That’s pretty weighty. And that’s the understanding of marriage that Springsteen arrives at in “Wreck.” It’s not the fun-and-games part of love, it’s not the unrealistic interpretation of marriage we see in “Marry You,” it’s not even latching on to someone just because, well, two hearts are better than one. It’s something a whole lot scarier and harder and truer than that. It’s something that acknowledges mortality as fully part of the deal – and mortality, man, that’s hard to take.

Springsteen closed out the River album portion of the show, as the last notes of “Wreck on the Highway” played, he talked about how he’d realized the album was also about time:

“One of the things I was writing about on The River was time,” he said. “A friend of mine [who] was around last night said that time catches up to us all. You’ve got a limited amount of time to do your work, to take care of your family, try and do something good.” (from Rolling Stone’s review of Pittsburgh show)

For sure, talking about time and mortality is not new for Springsteen – that’s what the “Wrecking Ball” album is all about, after all, and plenty of his other songs from the past couple decades. And anyone in the demographic he and I share (roughly 50-70) has seen some of their heroes and some of their loved ones die, knows that there’s more of that inevitably coming, and is probably grappling with how best to deal with that part of life. It’s sadly fitting that the first two shows of this tour included songs played in tribute to fellow musicians who’d recently died (David Bowie and Glenn Frey).

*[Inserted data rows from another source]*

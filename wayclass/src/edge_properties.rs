use crate::rules::{self, Assignment, TagRule};
use crate::{
    BikeAccess, CarAccess, Diagnostic, DiagnosticSink, EdgeAttributes, FootAccess, RoadClass,
};

/// The routing attributes of a way, as learned so far from its tags.
///
/// Every field starts out unknown (`None`).
/// Tags fill fields in as they arrive, with later tags overwriting earlier ones.
/// Once all tags are in, [`EdgeProperties::normalize`] resolves the remaining
/// unknowns and produces the final [`EdgeAttributes`].
#[derive(Clone, Debug, Default, Eq, PartialEq)]
pub struct EdgeProperties {
    car_direct: Option<CarAccess>,
    car_reverse: Option<CarAccess>,
    bike_direct: Option<BikeAccess>,
    bike_reverse: Option<BikeAccess>,
    foot: Option<FootAccess>,
    max_speed: Option<i32>,
}

impl EdgeProperties {
    /// Creates a record with every field unknown.
    pub fn new() -> Self {
        Self::default()
    }

    /// Builds a record from a sequence of tags, applied in order.
    pub fn from_tags<I, K, V>(tags: I, mut sink: impl DiagnosticSink) -> Self
    where
        I: IntoIterator<Item = (K, V)>,
        K: AsRef<str>,
        V: AsRef<str>,
    {
        let mut props = Self::new();
        for (key, value) in tags {
            props.update(key.as_ref(), value.as_ref(), &mut sink);
        }
        props
    }

    /// Clears all access fields back to unknown.
    ///
    /// The tagged max speed is kept.
    pub fn reset(&mut self) {
        self.car_direct = None;
        self.car_reverse = None;
        self.bike_direct = None;
        self.bike_reverse = None;
        self.foot = None;
    }

    #[inline]
    pub fn car_direct(&self) -> Option<CarAccess> {
        self.car_direct
    }

    #[inline]
    pub fn car_reverse(&self) -> Option<CarAccess> {
        self.car_reverse
    }

    #[inline]
    pub fn bike_direct(&self) -> Option<BikeAccess> {
        self.bike_direct
    }

    #[inline]
    pub fn bike_reverse(&self) -> Option<BikeAccess> {
        self.bike_reverse
    }

    #[inline]
    pub fn foot(&self) -> Option<FootAccess> {
        self.foot
    }

    /// The speed limit exactly as tagged, if any.
    ///
    /// Non-positive values are kept here but never used as a speed.
    #[inline]
    pub fn max_speed(&self) -> Option<i32> {
        self.max_speed
    }

    /// Is the way usable in any direction by any mode (as far as we know so far)?
    pub fn is_accessible(&self) -> bool {
        self.is_direct_accessible() || self.is_reverse_accessible()
    }

    /// Is the way usable in its stored direction?
    /// Unknown fields never count as accessible.
    pub fn is_direct_accessible(&self) -> bool {
        self.car_direct.is_some_and(CarAccess::is_accessible)
            || self.bike_direct.is_some_and(BikeAccess::is_accessible)
            || self.foot.is_some_and(FootAccess::is_accessible)
    }

    /// Is the way usable against its stored direction?
    pub fn is_reverse_accessible(&self) -> bool {
        self.car_reverse.is_some_and(CarAccess::is_accessible)
            || self.bike_reverse.is_some_and(BikeAccess::is_accessible)
            || self.foot.is_some_and(FootAccess::is_accessible)
    }

    /// Applies a single tag and returns whether the way is accessible afterward.
    ///
    /// Values this crate does not understand are reported to `sink`
    /// and leave the record unchanged.
    /// The return value lets callers stop early; nothing here requires it.
    pub fn update(&mut self, key: &str, value: &str, mut sink: impl DiagnosticSink) -> bool {
        match rules::classify(key, value) {
            TagRule::Ignore => {}
            TagRule::Assign(assignments) => {
                for assignment in assignments {
                    self.apply(*assignment);
                }
            }
            TagRule::MaxSpeed(speed) => self.max_speed = Some(speed),
            TagRule::Report(diagnostic) => sink.report(diagnostic),
        }

        self.is_accessible()
    }

    fn apply(&mut self, assignment: Assignment) {
        match assignment {
            Assignment::CarDirect(access) => self.car_direct = Some(access),
            Assignment::CarReverse(access) => self.car_reverse = Some(access),
            Assignment::BikeDirect(access) => self.bike_direct = Some(access),
            Assignment::BikeReverse(access) => self.bike_reverse = Some(access),
            Assignment::BikeReverseIfUnknown(access) => {
                self.bike_reverse.get_or_insert(access);
            }
            Assignment::Foot(access) => self.foot = Some(access),
        }
    }

    /// Resolves every unknown field and computes car speeds.
    ///
    /// In order:
    /// 1. An unknown reverse direction inherits the direct one, for cars and bikes.
    /// 2. Anything still unknown is forbidden.
    /// 3. With a positive tagged max speed, every drivable direction gets that speed.
    ///    Otherwise each direction gets its road class default.
    ///
    /// The record is consumed, so this can only happen once.
    pub fn normalize(self) -> EdgeAttributes {
        let car_reverse = self.car_reverse.or(self.car_direct);
        let bike_reverse = self.bike_reverse.or(self.bike_direct);

        let car_direct = self.car_direct.unwrap_or(CarAccess::Forbidden);
        let car_reverse = car_reverse.unwrap_or(CarAccess::Forbidden);
        let bike_direct = self.bike_direct.unwrap_or(BikeAccess::Forbidden);
        let bike_reverse = bike_reverse.unwrap_or(BikeAccess::Forbidden);
        let foot = self.foot.unwrap_or(FootAccess::Forbidden);

        let tagged_speed = self
            .max_speed
            .and_then(|speed| u32::try_from(speed).ok())
            .filter(|speed| *speed > 0);
        let speed = |access: CarAccess| match tagged_speed {
            Some(speed) if access.is_accessible() => speed,
            _ => access.default_speed(),
        };

        EdgeAttributes::new(
            speed(car_direct),
            speed(car_reverse),
            bike_direct,
            bike_reverse,
            foot,
        )
    }
}

/// Looks up the default speed (in kph) for a raw road class code.
///
/// Non-positive codes mean cars are forbidden and yield 0.
/// Unrecognized positive codes are reported and also yield 0.
pub fn default_max_speed(code: i32, mut sink: impl DiagnosticSink) -> u32 {
    if code <= 0 {
        return 0;
    }

    match u8::try_from(code)
        .ok()
        .and_then(|code| RoadClass::try_from(code).ok())
    {
        Some(class) => class.default_speed(),
        None => {
            sink.report(Diagnostic::UnknownRoadClass { code });
            0
        }
    }
}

Mortality, man. We don’t sign up for that willingly. But when we love someone, the kind of love that means we plan to stick together, we are willingly taking on not only our own mortality but theirs. That’s crazy (says the longtime spinster who’s perfectly happy about that situation). But it’s also pretty damned profound.

And that’s the long story of why the song I least liked on “The River” when I was nineteen or twenty is probably the most important song on the album, and why the damned thing ends with such a melodic bit of gloom. Because that’s life, you know? Life.

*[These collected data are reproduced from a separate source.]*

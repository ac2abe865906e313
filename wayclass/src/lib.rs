//! # Way tag classification for routing graphs
//!
//! Turns the free-form tags of an OpenStreetMap way into a small, fixed set of
//! routing attributes: which directions cars and bicycles may travel, whether
//! pedestrians may use the way at all, and how fast cars go.
//!
//! The lifecycle of a segment is:
//!
//! 1. Create an empty [`EdgeProperties`].
//! 2. Feed it every tag of the way with [`EdgeProperties::update`], in source order.
//! 3. Call [`EdgeProperties::normalize`] once, which consumes the record and
//!    yields the final [`EdgeAttributes`].
//!
//! ```
//! use wayclass::{BikeAccess, EdgeProperties, FootAccess};
//!
//! let mut diagnostics: Vec<wayclass::Diagnostic> = Vec::new();
//! let mut props = EdgeProperties::new();
//! props.update("highway", "residential", &mut diagnostics);
//! props.update("oneway", "yes", &mut diagnostics);
//!
//! let attributes = props.normalize();
//! assert_eq!(attributes.car_direct(), 30);
//! assert_eq!(attributes.car_reverse(), 0);
//! assert_eq!(attributes.bike_direct(), BikeAccess::Allowed);
//! assert_eq!(attributes.bike_reverse(), BikeAccess::Forbidden);
//! assert_eq!(attributes.foot(), FootAccess::Allowed);
//! assert!(diagnostics.is_empty());
//! ```
//!
//! Nothing in this crate fails on bad input.
//! Unrecognized values and unparsable speeds are reported to a caller-supplied
//! [`DiagnosticSink`] and otherwise ignored.

// Private modules by default
mod access;
mod diagnostics;
mod edge_attributes;
mod edge_properties;
pub mod rules;

pub use access::{BikeAccess, CarAccess, FootAccess};
pub use diagnostics::{Diagnostic, DiagnosticSink, TracingSink};
pub use edge_attributes::EdgeAttributes;
pub use edge_properties::{EdgeProperties, default_max_speed};

use num_enum::{IntoPrimitive, TryFromPrimitive};
#[cfg(feature = "serde")]
use serde::{Deserialize, Serialize};

/// Road classification for motor traffic.
///
/// Variants are ordered by increasing nominal speed,
/// and the discriminants are the codes handed to graph builders.
/// Code 0 is reserved for [`CarAccess::Forbidden`].
#[derive(
    Copy, Clone, Debug, Eq, PartialEq, Hash, Ord, PartialOrd, IntoPrimitive, TryFromPrimitive,
)]
#[cfg_attr(feature = "serde", derive(Serialize, Deserialize))]
#[cfg_attr(feature = "serde", serde(rename_all = "snake_case"))]
#[repr(u8)]
pub enum RoadClass {
    Residential = 1,
    Tertiary = 2,
    Secondary = 3,
    Primary = 4,
    Trunk = 5,
    Motorway = 6,
}

impl RoadClass {
    /// The speed (in kph) assumed for this class when the way carries no `maxspeed` tag.
    #[inline]
    pub const fn default_speed(self) -> u32 {
        match self {
            RoadClass::Residential => 30,
            RoadClass::Tertiary | RoadClass::Secondary => 50,
            RoadClass::Primary => 90,
            RoadClass::Trunk => 110,
            RoadClass::Motorway => 130,
        }
    }

    /// The numeric code for this class.
    #[inline]
    pub fn code(self) -> u8 {
        self.into()
    }
}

Which is what rock & roll is all about.

_______________

A couple of other takeaways from Tuesday night’s show:

  • Whether I’m elbows on the stage or battling altitude sickness up in the rafters, an E Street Band show gives me something no other concert does. It feels like home. Sometimes the furniture gets rearranged while I’m away, but it feels like a place where I just belong. I sink into the show, settle into it, like the most comfortable pair of shoes that make my feet happy. Which is not to say that I just sit there. They’re dancing shoes. They’re rock & roll shoes!
  • As for the people NOT on stage: Hanging out with the friends I’ve met through Springsteen’s music is maybe the best part of these shows. I knew this already, of course, but it’s good to be reminded. I don’t think I would have met any of these people without this connection, although we have so much more in common than just the music and the concert experience. They are creative, compassionate, interesting people and they make me laugh like nobody’s business. Love y’all – you know who you are!

Here’s “Wreck on the Highway” from Pittsburgh. Yes, the people chattering should be smacked upside the head immediately.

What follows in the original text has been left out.